_TASK ITEM_:
Please report every line of the listing below that has the word "under" in it.

_ENTRIES SUPPLIED_:
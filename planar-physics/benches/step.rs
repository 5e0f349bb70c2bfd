// Copyright 2025 John Brosnihan
//
// Licensed under the Apache License, Version 2.0 (the "License");
// you may not use this file except in compliance with the License.
// You may obtain a copy of the License at
//
//     http://www.apache.org/licenses/LICENSE-2.0
//
// Unless required by applicable law or agreed to in writing, software
// distributed under the License is distributed on an "AS IS" BASIS,
// WITHOUT WARRANTIES OR CONDITIONS OF ANY KIND, either express or implied.
// See the License for the specific language governing permissions and
// limitations under the License.
//! Benchmarks for world stepping
//!
//! These benchmarks measure:
//! - Step throughput for weld chains of increasing length
//! - Sequential versus parallel island solving for many independent chains
//! - The cost of the weld velocity solve in isolation

use criterion::{black_box, criterion_group, criterion_main, BenchmarkId, Criterion, Throughput};
use planar_physics::{
    Body, BodyDef, BodyHandle, BodyPair, Constraint, Settings, TimeStep, Vec2, WeldJoint, World,
};

const DT: f64 = 1.0 / 60.0;

/// Build `chains` independent chains of `links` welded boxes hanging off a
/// shared static ground
fn weld_chains(chains: usize, links: usize, settings: Settings) -> World {
    let mut world = World::with_settings(Vec2::new(0.0, -9.8), settings)
        .expect("benchmark settings are valid");
    let ground = world
        .create_body(&BodyDef::fixed())
        .expect("static body definition is valid");

    for chain in 0..chains {
        let x = chain as f64 * 2.0;
        let mut previous = ground;
        for link in 0..links {
            let body = world
                .create_body(&BodyDef::dynamic().with_position(Vec2::new(x, -(link as f64) - 0.5)))
                .expect("dynamic body definition is valid");
            let weld = WeldJoint::from_world_anchor(
                &world,
                previous,
                body,
                Vec2::new(x, -(link as f64)),
            )
            .expect("both bodies exist");
            world.add_joint(weld).expect("weld links a dynamic body");
            previous = body;
        }
    }
    world
}

fn bench_chain_length(c: &mut Criterion) {
    let mut group = c.benchmark_group("weld_chain_step");

    for links in [10, 100, 1000].iter() {
        group.throughput(Throughput::Elements(*links as u64));
        group.bench_with_input(BenchmarkId::from_parameter(links), links, |b, &n| {
            let mut world = weld_chains(1, n, Settings::default());
            b.iter(|| black_box(world.step(DT).expect("valid time step")));
        });
    }

    group.finish();
}

fn bench_island_parallelism(c: &mut Criterion) {
    let mut group = c.benchmark_group("islands");

    for chains in [4, 64].iter() {
        group.bench_with_input(BenchmarkId::new("sequential", chains), chains, |b, &n| {
            let mut world = weld_chains(n, 20, Settings::default().with_parallel_islands(false));
            b.iter(|| black_box(world.step(DT).expect("valid time step")));
        });

        group.bench_with_input(BenchmarkId::new("parallel", chains), chains, |b, &n| {
            let mut world = weld_chains(n, 20, Settings::default().with_parallel_islands(true));
            b.iter(|| black_box(world.step(DT).expect("valid time step")));
        });
    }

    group.finish();
}

fn bench_weld_velocity_solve(c: &mut Criterion) {
    let settings = Settings::default();
    let step = TimeStep::new(DT, 1.0 / DT, &settings).expect("valid time step");
    let mut a = Body::new(&BodyDef::dynamic().with_velocity(Vec2::new(1.0, 0.0), 0.5))
        .expect("dynamic body definition is valid");
    let mut b = Body::new(&BodyDef::dynamic().with_position(Vec2::new(1.0, 0.0)))
        .expect("dynamic body definition is valid");
    let mut joint = WeldJoint::new(
        BodyHandle::new(0, 0),
        BodyHandle::new(1, 0),
        Vec2::new(0.5, 0.0),
        Vec2::new(-0.5, 0.0),
    );
    joint.init_velocity_constraints(BodyPair::new(&mut a, &mut b), &step);

    c.bench_function("weld_solve_velocity", |bencher| {
        bencher.iter(|| {
            joint.solve_velocity_constraints(BodyPair::new(&mut a, &mut b), black_box(&step));
        });
    });
}

criterion_group!(
    benches,
    bench_chain_length,
    bench_island_parallelism,
    bench_weld_velocity_solve,
);
criterion_main!(benches);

_TASK RESULT_:
// Licensed under the Apache License, Version 2.0 (the "License");
// distributed under the License is distributed on an "AS IS" BASIS,
// limitations under the License.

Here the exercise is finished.